_TASK INSTRUCTIONS_
Report back every line in the data that includes the string "RpcErrorData".

══════

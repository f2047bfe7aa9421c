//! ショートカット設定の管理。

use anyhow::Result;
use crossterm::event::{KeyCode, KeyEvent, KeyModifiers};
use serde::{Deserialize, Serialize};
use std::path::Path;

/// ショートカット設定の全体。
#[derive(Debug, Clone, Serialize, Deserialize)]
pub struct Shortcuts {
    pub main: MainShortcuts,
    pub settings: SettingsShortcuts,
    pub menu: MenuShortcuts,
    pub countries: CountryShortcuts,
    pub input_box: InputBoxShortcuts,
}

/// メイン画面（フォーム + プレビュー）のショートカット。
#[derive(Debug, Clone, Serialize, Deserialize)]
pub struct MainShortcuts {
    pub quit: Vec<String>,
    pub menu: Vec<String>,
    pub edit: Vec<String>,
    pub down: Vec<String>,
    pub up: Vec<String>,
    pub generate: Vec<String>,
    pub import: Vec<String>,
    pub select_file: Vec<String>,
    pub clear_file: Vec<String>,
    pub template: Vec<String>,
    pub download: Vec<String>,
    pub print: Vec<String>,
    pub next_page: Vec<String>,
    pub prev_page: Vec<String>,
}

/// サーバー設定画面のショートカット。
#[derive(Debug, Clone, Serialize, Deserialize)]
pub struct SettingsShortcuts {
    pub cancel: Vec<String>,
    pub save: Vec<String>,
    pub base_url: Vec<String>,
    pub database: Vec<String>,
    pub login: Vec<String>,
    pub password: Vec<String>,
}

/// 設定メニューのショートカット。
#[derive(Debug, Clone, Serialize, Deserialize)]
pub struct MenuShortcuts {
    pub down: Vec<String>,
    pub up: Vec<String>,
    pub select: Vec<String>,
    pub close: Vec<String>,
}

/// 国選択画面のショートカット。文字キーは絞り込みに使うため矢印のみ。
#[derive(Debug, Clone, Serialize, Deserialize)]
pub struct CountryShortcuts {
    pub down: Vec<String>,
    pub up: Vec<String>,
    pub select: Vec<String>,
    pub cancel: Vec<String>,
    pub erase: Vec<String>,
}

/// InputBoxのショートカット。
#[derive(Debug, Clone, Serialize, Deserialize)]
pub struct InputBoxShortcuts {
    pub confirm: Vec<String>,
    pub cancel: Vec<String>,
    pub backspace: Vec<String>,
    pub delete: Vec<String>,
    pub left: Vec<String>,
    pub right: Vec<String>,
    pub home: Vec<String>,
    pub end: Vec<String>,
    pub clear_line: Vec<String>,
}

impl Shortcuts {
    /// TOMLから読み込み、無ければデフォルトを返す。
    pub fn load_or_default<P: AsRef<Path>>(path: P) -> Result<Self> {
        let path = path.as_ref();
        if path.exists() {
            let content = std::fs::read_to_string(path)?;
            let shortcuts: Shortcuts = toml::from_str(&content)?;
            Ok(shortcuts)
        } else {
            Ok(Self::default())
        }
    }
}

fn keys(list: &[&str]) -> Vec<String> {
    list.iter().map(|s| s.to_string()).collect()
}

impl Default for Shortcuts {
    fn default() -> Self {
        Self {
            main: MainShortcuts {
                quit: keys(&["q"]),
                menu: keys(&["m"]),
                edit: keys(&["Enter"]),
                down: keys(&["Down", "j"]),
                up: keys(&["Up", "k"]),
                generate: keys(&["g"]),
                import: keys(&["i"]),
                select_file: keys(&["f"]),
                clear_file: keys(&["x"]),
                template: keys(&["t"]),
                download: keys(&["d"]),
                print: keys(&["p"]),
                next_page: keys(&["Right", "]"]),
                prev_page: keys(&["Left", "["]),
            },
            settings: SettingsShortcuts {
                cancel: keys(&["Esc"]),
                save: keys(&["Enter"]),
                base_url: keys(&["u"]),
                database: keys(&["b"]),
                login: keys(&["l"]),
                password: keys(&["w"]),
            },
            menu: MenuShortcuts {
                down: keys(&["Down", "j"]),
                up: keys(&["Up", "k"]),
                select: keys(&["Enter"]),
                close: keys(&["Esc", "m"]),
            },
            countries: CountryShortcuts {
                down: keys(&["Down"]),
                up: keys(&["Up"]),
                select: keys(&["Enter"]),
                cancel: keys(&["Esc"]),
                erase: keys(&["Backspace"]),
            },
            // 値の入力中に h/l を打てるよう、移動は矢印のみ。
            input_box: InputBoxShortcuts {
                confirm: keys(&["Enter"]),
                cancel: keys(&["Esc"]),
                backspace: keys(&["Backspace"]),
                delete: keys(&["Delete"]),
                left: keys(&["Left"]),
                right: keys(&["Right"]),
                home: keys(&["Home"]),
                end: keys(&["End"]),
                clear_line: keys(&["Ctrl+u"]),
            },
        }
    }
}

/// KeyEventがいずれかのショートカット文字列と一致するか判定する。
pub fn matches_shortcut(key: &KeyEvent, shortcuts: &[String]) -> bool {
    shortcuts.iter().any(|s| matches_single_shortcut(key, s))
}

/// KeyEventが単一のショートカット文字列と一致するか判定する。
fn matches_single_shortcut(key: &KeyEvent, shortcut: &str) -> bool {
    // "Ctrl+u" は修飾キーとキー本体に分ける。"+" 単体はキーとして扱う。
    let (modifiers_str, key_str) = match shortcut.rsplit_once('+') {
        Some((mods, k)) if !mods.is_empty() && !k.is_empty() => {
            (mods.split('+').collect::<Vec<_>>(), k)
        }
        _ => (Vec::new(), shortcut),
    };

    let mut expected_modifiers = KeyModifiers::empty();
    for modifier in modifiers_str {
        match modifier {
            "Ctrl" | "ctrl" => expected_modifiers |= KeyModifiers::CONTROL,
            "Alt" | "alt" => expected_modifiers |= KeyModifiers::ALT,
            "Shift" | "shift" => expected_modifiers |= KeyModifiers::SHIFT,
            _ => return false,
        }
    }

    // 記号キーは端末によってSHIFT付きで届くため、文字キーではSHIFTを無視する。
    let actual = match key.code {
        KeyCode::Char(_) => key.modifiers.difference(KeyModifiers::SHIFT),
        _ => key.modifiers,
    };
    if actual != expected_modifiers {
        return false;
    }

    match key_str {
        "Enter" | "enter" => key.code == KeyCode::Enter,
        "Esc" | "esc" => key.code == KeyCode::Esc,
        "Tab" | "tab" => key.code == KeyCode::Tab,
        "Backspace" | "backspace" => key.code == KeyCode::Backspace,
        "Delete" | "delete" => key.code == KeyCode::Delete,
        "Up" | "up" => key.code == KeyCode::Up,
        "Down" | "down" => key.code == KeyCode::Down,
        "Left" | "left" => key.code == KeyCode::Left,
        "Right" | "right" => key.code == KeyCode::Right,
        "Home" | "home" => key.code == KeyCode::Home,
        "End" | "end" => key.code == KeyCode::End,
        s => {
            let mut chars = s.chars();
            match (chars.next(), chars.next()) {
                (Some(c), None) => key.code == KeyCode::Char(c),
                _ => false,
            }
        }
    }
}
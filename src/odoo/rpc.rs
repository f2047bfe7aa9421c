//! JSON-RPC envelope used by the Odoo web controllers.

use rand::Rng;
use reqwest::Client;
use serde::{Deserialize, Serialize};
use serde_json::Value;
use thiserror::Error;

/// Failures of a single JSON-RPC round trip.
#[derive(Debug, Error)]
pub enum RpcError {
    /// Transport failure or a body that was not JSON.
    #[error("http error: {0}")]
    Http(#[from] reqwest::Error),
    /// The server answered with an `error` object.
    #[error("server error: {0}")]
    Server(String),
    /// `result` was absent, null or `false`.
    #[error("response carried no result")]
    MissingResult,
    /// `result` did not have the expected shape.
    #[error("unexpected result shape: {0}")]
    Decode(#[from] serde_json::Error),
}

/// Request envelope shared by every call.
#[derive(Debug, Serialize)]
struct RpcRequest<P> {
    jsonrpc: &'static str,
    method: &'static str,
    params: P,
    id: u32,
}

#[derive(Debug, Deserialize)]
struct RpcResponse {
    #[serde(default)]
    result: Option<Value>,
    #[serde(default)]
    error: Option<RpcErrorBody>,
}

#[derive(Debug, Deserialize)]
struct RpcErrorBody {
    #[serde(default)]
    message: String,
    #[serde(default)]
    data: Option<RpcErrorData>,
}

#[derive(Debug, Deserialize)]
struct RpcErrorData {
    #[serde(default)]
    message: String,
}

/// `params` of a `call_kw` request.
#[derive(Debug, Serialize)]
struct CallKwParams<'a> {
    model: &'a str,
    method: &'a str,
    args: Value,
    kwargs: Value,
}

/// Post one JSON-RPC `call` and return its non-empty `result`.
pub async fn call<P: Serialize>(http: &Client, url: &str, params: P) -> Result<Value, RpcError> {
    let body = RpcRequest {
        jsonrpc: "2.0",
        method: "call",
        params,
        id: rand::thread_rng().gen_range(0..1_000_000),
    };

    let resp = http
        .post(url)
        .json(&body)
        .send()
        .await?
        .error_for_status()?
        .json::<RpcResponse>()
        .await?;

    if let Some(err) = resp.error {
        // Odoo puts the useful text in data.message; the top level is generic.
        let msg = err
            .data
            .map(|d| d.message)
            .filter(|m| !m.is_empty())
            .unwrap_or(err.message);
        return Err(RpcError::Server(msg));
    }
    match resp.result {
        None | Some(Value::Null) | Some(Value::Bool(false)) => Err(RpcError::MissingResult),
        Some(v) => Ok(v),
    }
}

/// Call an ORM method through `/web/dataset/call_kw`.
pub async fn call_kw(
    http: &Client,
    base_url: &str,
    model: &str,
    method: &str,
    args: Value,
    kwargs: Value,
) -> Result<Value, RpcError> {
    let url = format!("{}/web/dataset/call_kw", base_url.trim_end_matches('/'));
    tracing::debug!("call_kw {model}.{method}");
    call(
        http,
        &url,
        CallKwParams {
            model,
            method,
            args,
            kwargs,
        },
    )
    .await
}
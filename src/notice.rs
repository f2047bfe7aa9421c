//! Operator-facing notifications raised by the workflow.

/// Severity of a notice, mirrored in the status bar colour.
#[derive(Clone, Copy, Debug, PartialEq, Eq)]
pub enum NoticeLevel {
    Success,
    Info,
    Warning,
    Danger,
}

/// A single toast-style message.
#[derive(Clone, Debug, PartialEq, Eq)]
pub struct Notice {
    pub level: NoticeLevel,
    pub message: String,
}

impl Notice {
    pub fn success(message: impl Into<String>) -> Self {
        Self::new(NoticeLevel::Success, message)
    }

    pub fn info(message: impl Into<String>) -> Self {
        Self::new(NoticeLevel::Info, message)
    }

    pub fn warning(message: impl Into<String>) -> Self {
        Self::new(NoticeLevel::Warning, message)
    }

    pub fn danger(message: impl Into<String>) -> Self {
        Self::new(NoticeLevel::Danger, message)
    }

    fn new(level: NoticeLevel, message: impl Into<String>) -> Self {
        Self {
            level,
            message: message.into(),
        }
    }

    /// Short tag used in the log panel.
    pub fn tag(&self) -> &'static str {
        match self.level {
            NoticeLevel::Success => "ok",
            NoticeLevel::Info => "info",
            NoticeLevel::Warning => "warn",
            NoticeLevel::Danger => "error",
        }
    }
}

══════

_TASK RESPONSE_
    data: Option<RpcErrorData>,
struct RpcErrorData {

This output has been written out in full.